*** RECORDS SHOWN Section Begins ***

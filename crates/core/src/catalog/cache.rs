use std::{
    fs,
    path::{Path, PathBuf},
};

use anyhow::{Context, Result};
use chrono::{DateTime, Utc};
use serde::{Deserialize, Serialize};

use super::PlayerCatalog;

/// Last successfully fetched catalog, kept for offline sessions.
#[derive(Debug, Clone, Serialize, Deserialize)]
pub struct CatalogSnapshot {
    /// When the catalog was fetched.
    pub fetched_at: DateTime<Utc>,
    /// The catalog contents.
    pub catalog: PlayerCatalog,
}

impl CatalogSnapshot {
    /// Wrap a freshly fetched catalog.
    pub fn new(catalog: PlayerCatalog) -> Self {
        Self {
            fetched_at: Utc::now(),
            catalog,
        }
    }

    /// Load a snapshot from the given path, returning `None` if it does not exist.
    pub fn load(path: impl AsRef<Path>) -> Result<Option<Self>> {
        let path = path.as_ref();
        if !path.exists() {
            return Ok(None);
        }

        let contents = fs::read_to_string(path)
            .with_context(|| format!("failed to read catalog snapshot {}", path.display()))?;
        let snapshot = serde_json::from_str(&contents)
            .with_context(|| format!("failed to parse catalog snapshot {}", path.display()))?;
        Ok(Some(snapshot))
    }

    /// Persist the snapshot, creating parent directories if needed.
    pub fn persist(&self, path: impl AsRef<Path>) -> Result<()> {
        let path = path.as_ref();
        if let Some(parent) = path.parent() {
            fs::create_dir_all(parent).with_context(|| {
                format!("failed to create snapshot directory {}", parent.display())
            })?;
        }

        let serialized =
            serde_json::to_string(self).context("failed to serialize catalog snapshot")?;
        fs::write(path, serialized)
            .with_context(|| format!("failed to write catalog snapshot {}", path.display()))
    }
}

/// Default snapshot path inside a cache directory.
pub fn snapshot_path(cache_root: impl AsRef<Path>) -> PathBuf {
    cache_root.as_ref().join("catalog.json")
}

#[cfg(test)]
mod tests {
    use super::*;
    use crate::catalog::testing::sample_catalog;
    use tempfile::tempdir;

    #[test]
    fn snapshot_round_trip() -> Result<()> {
        let dir = tempdir()?;
        let path = snapshot_path(dir.path().join("nested"));
        assert!(CatalogSnapshot::load(&path)?.is_none());

        let snapshot = CatalogSnapshot::new(sample_catalog());
        snapshot.persist(&path)?;

        let restored = CatalogSnapshot::load(&path)?.expect("snapshot should exist");
        assert_eq!(restored.fetched_at, snapshot.fetched_at);
        assert_eq!(restored.catalog.len(), snapshot.catalog.len());
        Ok(())
    }
}
//! Durable storage of squad state.

pub mod adapter;
pub mod schema;
pub mod store;

pub use adapter::{PersistedState, PersistenceAdapter};
pub use schema::{SquadRecord, SQUAD_SCHEMA_VERSION};
pub use store::{FileStore, KeyValueStore, MemoryStore};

*** RECORDS SHOWN Section Ends ***

ASSIGNMENT
Transcribe the lines above between the line holding "freshly fetched catalog." and the line holding "directories if needed.", inclusive, exactly as they stand and with nothing added.

YOUR RESPONSE
    /// Wrap a freshly fetched catalog.
    pub fn new(catalog: PlayerCatalog) -> Self {
        Self {
            fetched_at: Utc::now(),
            catalog,
        }
    }

    /// Load a snapshot from the given path, returning `None` if it does not exist.
    pub fn load(path: impl AsRef<Path>) -> Result<Option<Self>> {
        let path = path.as_ref();
        if !path.exists() {
            return Ok(None);
        }

        let contents = fs::read_to_string(path)
            .with_context(|| format!("failed to read catalog snapshot {}", path.display()))?;
        let snapshot = serde_json::from_str(&contents)
            .with_context(|| format!("failed to parse catalog snapshot {}", path.display()))?;
        Ok(Some(snapshot))
    }

    /// Persist the snapshot, creating parent directories if needed.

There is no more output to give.